| Task item |
From the line that includes "transcript, oldest first." down to the final line of the data below, copy every line exactly and leave the rest out.
--- Input material ---
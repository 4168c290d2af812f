//! Conversation export: JSON documents and plain-text transcripts.

use chrono::{DateTime, Utc};
use serde::Serialize;
use std::path::Path;

use crate::core::message::{Message, MessageKind};
use crate::error::Result;

/// Transferable snapshot of the history.
#[derive(Serialize, Debug)]
pub struct ExportDocument<'a> {
    pub exported_at: DateTime<Utc>,
    pub count: usize,
    /// Newest first, as returned by the history.
    pub messages: &'a [Message],
}

/// Export format.
#[derive(Debug, Clone, Copy, PartialEq, Eq)]
pub enum ExportFormat {
    Json,
    Transcript,
}

impl ExportFormat {
    /// `.json` files get JSON, everything else a transcript.
    pub fn from_path(path: &Path) -> Self {
        match path.extension().and_then(|e| e.to_str()) {
            Some(ext) if ext.eq_ignore_ascii_case("json") => ExportFormat::Json,
            _ => ExportFormat::Transcript,
        }
    }
}

pub fn to_json(messages: &[Message]) -> Result<String> {
    let doc = ExportDocument {
        exported_at: Utc::now(),
        count: messages.len(),
        messages,
    };
    Ok(serde_json::to_string_pretty(&doc)?)
}

/// Plain-text transcript, oldest first.
pub fn to_transcript(messages: &[Message]) -> String {
    let mut out = String::new();

    for msg in messages.iter().rev() {
        let who = match (msg.kind(), msg.agent()) {
            (MessageKind::User, Some(target)) => format!("You -> {}", target),
            (MessageKind::User, None) => "You".to_string(),
            (MessageKind::Agent, Some(agent)) => agent.to_string(),
            (MessageKind::Error, Some(agent)) => format!("{} (error)", agent),
            (_, None) => "SYSTEM".to_string(),
        };

        out.push_str(&format!(
            "[{}] {}",
            msg.timestamp().format("%Y-%m-%d %H:%M:%S"),
            who
        ));
        if let (Some(status), Some(confidence)) = (msg.status(), msg.confidence()) {
            out.push_str(&format!(" [{} {}%]", status, confidence));
        }
        out.push_str(": ");
        out.push_str(msg.content());
        out.push('\n');
    }

    out
}

/// Write `messages` to `path` in the format its extension implies.
pub fn write_to(path: &Path, messages: &[Message]) -> Result<ExportFormat> {
    let format = ExportFormat::from_path(path);
    let content = match format {
        ExportFormat::Json => to_json(messages)?,
        ExportFormat::Transcript => to_transcript(messages),
    };

    if let Some(parent) = path.parent() {
        if !parent.as_os_str().is_empty() {
            std::fs::create_dir_all(parent)?;
        }
    }
    std::fs::write(path, content)?;

    tracing::info!("Exported {} messages to {}", messages.len(), path.display());
    Ok(format)
}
---
| Result of the task |
/// Plain-text transcript, oldest first.
pub fn to_transcript(messages: &[Message]) -> String {
    let mut out = String::new();

    for msg in messages.iter().rev() {
        let who = match (msg.kind(), msg.agent()) {
            (MessageKind::User, Some(target)) => format!("You -> {}", target),
            (MessageKind::User, None) => "You".to_string(),
            (MessageKind::Agent, Some(agent)) => agent.to_string(),
            (MessageKind::Error, Some(agent)) => format!("{} (error)", agent),
            (_, None) => "SYSTEM".to_string(),
        };

        out.push_str(&format!(
            "[{}] {}",
            msg.timestamp().format("%Y-%m-%d %H:%M:%S"),
            who
        ));
        if let (Some(status), Some(confidence)) = (msg.status(), msg.confidence()) {
            out.push_str(&format!(" [{} {}%]", status, confidence));
        }
        out.push_str(": ");
        out.push_str(msg.content());
        out.push('\n');
    }

    out
}

/// Write `messages` to `path` in the format its extension implies.
pub fn write_to(path: &Path, messages: &[Message]) -> Result<ExportFormat> {
    let format = ExportFormat::from_path(path);
    let content = match format {
        ExportFormat::Json => to_json(messages)?,
        ExportFormat::Transcript => to_transcript(messages),
    };

    if let Some(parent) = path.parent() {
        if !parent.as_os_str().is_empty() {
            std::fs::create_dir_all(parent)?;
        }
    }
    std::fs::write(path, content)?;

    tracing::info!("Exported {} messages to {}", messages.len(), path.display());
    Ok(format)
}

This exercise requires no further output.